By Hye In Kim, Bin Ye, Jeffrey Staples, Anthony Marcketta, Chuan Gao, Regeneron Genetics Center, Geisinger Regeneron DiscovEHR Collaboration, Alan R Shuldiner, Cristopher Van Hout

Posted 11 Dec 2020
medRxiv DOI: 10.1101/2020.12.08.20246199

Parent-of-origin (PoO) effects refer to the differential phenotypic impact of genetic variants dependent on their parental inheritance. Genetic variants in imprinted genes can have PoO specific effects on complex traits, but these effects may be poorly captured by models that do not differentiate the parental origin of the variant. The aim of this study was to screen genome-wide imputed sequence for PoO effects on electronic health records (EHR) derived clinical traits in 134,049 individuals of European ancestry from the DiscovEHR study. Using pairwise kinship estimates from genetic data and demographic data, we identified 22,051 offspring with at least one parent present in the DiscovEHR study. We then assigned the PoO of ~9 million variants in the heterozygous offspring using two methods. First, when one of the parental genotypes was homozygous, we determined PoO based on apparent Mendelian segregation.
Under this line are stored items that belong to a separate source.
use crate::config::SyncConfig;
use crate::tracker::state::{CategoryState, TrackerRecord};
use crate::types::Timestamp;

#[derive(Clone, Copy, Debug, PartialEq, Eq)]
pub enum Decision {
    Run,
    NotDue,
    CacheValid,
    AlreadyRunning,
}

/// Whether an attempt may start now.
pub fn decide(
    unfinished: Option<&TrackerRecord>,
    state: Option<&CategoryState>,
    now: Timestamp,
) -> Decision {
    if let Some(tracker) = unfinished {
        if tracker.started_at.is_some() {
            return Decision::AlreadyRunning;
        }
        if tracker.scheduled_at > now {
            return Decision::NotDue;
        }
    }
    if let Some(state) = state {
        if state.status.is_success() && state.cache_expiry > now {
            return Decision::CacheValid;
        }
    }
    Decision::Run
}

/// Next run after success: the remote cache expiry when it lies in the
/// future, the fallback interval otherwise.
pub fn next_after_success(
    now: Timestamp,
    cache_expiry: Option<Timestamp>,
    config: &SyncConfig,
) -> Timestamp {
    match cache_expiry {
        Some(expiry) if expiry > now => expiry,
        _ => now + config.fallback_interval_ms,
    }
}

/// Next run after a transient error: the server's retry-after when given,
/// the short backoff otherwise.
pub fn next_after_transient(
    now: Timestamp,
    retry_after: Option<Timestamp>,
    config: &SyncConfig,
) -> Timestamp {
    match retry_after {
        Some(at) if at > now => at,
        _ => now + config.error_backoff_ms,
    }
}

/// Fatal errors keep the normal cadence.
pub fn next_after_fatal(now: Timestamp, config: &SyncConfig) -> Timestamp {
    now + config.fallback_interval_ms
}

pub fn next_after_unmet_prerequisite(now: Timestamp, config: &SyncConfig) -> Timestamp {
    now + config.error_backoff_ms
}
use std::sync::Arc;

use serde::Serialize;

use emotion_scanner_core::{
    CameraDevice, ClassificationResult, Label, LifecycleState, ScanDelegate, ScanSnapshot,
    ScannerError,
};

/// ScanDelegate that writes events to stdout as JSON lines.
pub struct TerminalDelegate {
    verbose_results: bool,
}

impl TerminalDelegate {
    pub fn new(verbose_results: bool) -> Arc<Self> {
        Arc::new(Self { verbose_results })
    }
}

// -- Event payloads --

#[derive(Clone, Serialize)]
#[serde(tag = "event", rename_all = "camelCase")]
pub enum TerminalEvent<'a> {
    StateChanged {
        state: &'a str,
    },
    Result {
        label: Label,
        confidence: u8,
    },
    Error {
        message: String,
    },
    Snapshot {
        #[serde(flatten)]
        snapshot: &'a ScanSnapshot,
    },
    Devices {
        devices: Vec<DeviceInfo>,
    },
    Labels {
        labels: &'a [Label],
    },
}

pub fn emit(event: &TerminalEvent<'_>) {
    match serde_json::to_string(event) {
        Ok(line) => println!("{}", line),
        Err(e) => log::error!("Failed to serialize event: {}", e),
    }
}

impl ScanDelegate for TerminalDelegate {
    fn on_state_changed(&self, state: &LifecycleState) {
        emit(&TerminalEvent::StateChanged { state: state.name() });
    }

    fn on_result(&self, result: &ClassificationResult) {
        if self.verbose_results {
            emit(&TerminalEvent::Result {
                label: result.label,
                confidence: result.confidence,
            });
        }
    }

    fn on_error(&self, error: &ScannerError) {
        emit(&TerminalEvent::Error {
            message: error.to_string(),
        });
    }
}

// -- Helper to convert CameraDevice to a serializable type --

#[derive(Clone, Serialize)]
#[serde(rename_all = "camelCase")]
pub struct DeviceInfo {
    pub id: String,
    pub name: String,
    pub is_default: bool,
}

impl From<CameraDevice> for DeviceInfo {
    fn from(device: CameraDevice) -> Self {
        Self {
            id: device.id,
            name: device.name,
            is_default: device.is_default,
        }
    }
}
use super::error::ScannerError;

/// One still image sampled from the live stream.
///
/// Pixels are packed RGB, row-major, 3 bytes per pixel. Frames are immutable
/// once built and live for a single classification cycle.
#[derive(Debug, Clone, PartialEq, Eq, Default)]
pub struct Frame {
    width: u32,
    height: u32,
    rgb: Vec<u8>,
}

impl Frame {
    /// Wrap a packed RGB buffer.
    ///
    /// Fails if `rgb.len() != width * height * 3`. A zero width or height with
    /// an empty buffer is accepted: the device has not reported dimensions yet.
    pub fn from_rgb(width: u32, height: u32, rgb: Vec<u8>) -> Result<Self, ScannerError> {
        let expected = (width as usize)
            .checked_mul(height as usize)
            .and_then(|n| n.checked_mul(3))
            .ok_or_else(|| ScannerError::InvalidFrame(format!("{}x{} overflows", width, height)))?;
        if rgb.len() != expected {
            return Err(ScannerError::InvalidFrame(format!(
                "{}x{} RGB frame needs {} bytes, got {}",
                width,
                height,
                expected,
                rgb.len()
            )));
        }
        Ok(Self { width, height, rgb })
    }

    /// Pack an RGBA buffer into RGB, dropping alpha.
    pub fn from_rgba(width: u32, height: u32, rgba: &[u8]) -> Result<Self, ScannerError> {
        if rgba.len() % 4 != 0 {
            return Err(ScannerError::InvalidFrame(format!(
                "RGBA buffer length {} is not a multiple of 4",
                rgba.len()
            )));
        }
        let rgb = rgba
            .chunks_exact(4)
            .flat_map(|px| [px[0], px[1], px[2]])
            .collect();
        Self::from_rgb(width, height, rgb)
    }

    /// A frame where every pixel is the same colour.
    pub fn solid(width: u32, height: u32, color: [u8; 3]) -> Self {
        let count = width as usize * height as usize;
        let mut rgb = Vec::with_capacity(count * 3);
        for _ in 0..count {
            rgb.extend_from_slice(&color);
        }
        Self { width, height, rgb }
    }

    /// The degenerate 0×0 frame.
    pub fn empty() -> Self {
        Self::default()
    }

    pub fn width(&self) -> u32 {
        self.width
    }

    pub fn height(&self) -> u32 {
        self.height
    }

    pub fn pixel_count(&self) -> usize {
        self.rgb.len() / 3
    }

    pub fn is_empty(&self) -> bool {
        self.rgb.is_empty()
    }

    /// Raw packed RGB bytes.
    pub fn as_rgb(&self) -> &[u8] {
        &self.rgb
    }

    /// Iterate pixels as `[r, g, b]`.
    pub fn pixels(&self) -> impl Iterator<Item = [u8; 3]> + '_ {
        self.rgb.chunks_exact(3).map(|px| [px[0], px[1], px[2]])
    }
}

#[cfg(test)]
mod tests {
    use super::*;

    #[test]
    fn rejects_mismatched_length() {
        let err = Frame::from_rgb(2, 2, vec![0; 11]).unwrap_err();
        assert!(matches!(err, ScannerError::InvalidFrame(_)));
    }

    #[test]
    fn accepts_zero_dimensions() {
        let frame = Frame::from_rgb(0, 480, Vec::new()).unwrap();
        assert!(frame.is_empty());
        assert_eq!(frame.pixel_count(), 0);
    }

    #[test]
    fn rgba_drops_alpha() {
        let frame = Frame::from_rgba(2, 1, &[1, 2, 3, 255, 4, 5, 6, 0]).unwrap();
        assert_eq!(frame.as_rgb(), &[1, 2, 3, 4, 5, 6]);
        assert_eq!(frame.pixels().collect::<Vec<_>>(), vec![[1, 2, 3], [4, 5, 6]]);
    }

    #[test]
    fn rgba_rejects_partial_pixel() {
        assert!(Frame::from_rgba(1, 1, &[1, 2, 3]).is_err());
    }

    #[test]
    fn solid_fills_every_pixel() {
        let frame = Frame::solid(3, 2, [10, 20, 30]);
        assert_eq!(frame.pixel_count(), 6);
        assert!(frame.pixels().all(|px| px == [10, 20, 30]));
    }
}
Second, we estimated PoO by comparing parental and offspring haplotypes around the variant allele. Using these PoO assignments, we performed genome-wide PoO association analyses across 154 quantitative traits including lab test results and biometric measures and 612 binary traits of ICD10 3-digit codes extracted from EHR in the DiscovEHR study. Out of 732 PoO associations meeting a significance threshold of P <5x10-8, we attempted to replicate 274 PoO associations in the UK Biobank study, consisting of 462,453 individuals and including 5,015 offspring with at least one parent, and replicated 9 PoO associations with nominal significance threshold P <0.05. In summary, the current study characterizes PoO effects of genetic variants genome-wide on a broad range of clinical traits derived from EHR in a large population study enriched for familial relationships. Our results suggest that 1) PoO specific effects are frequently captured by a standard additive model and that 2) statistical power to detect PoO specific effects remains modest even in large studies. Nonetheless, accurately modeling PoO effects of genetic variants has the potential to improve our understanding of the mechanism of the association and finding new associations that are not captured by the additive model.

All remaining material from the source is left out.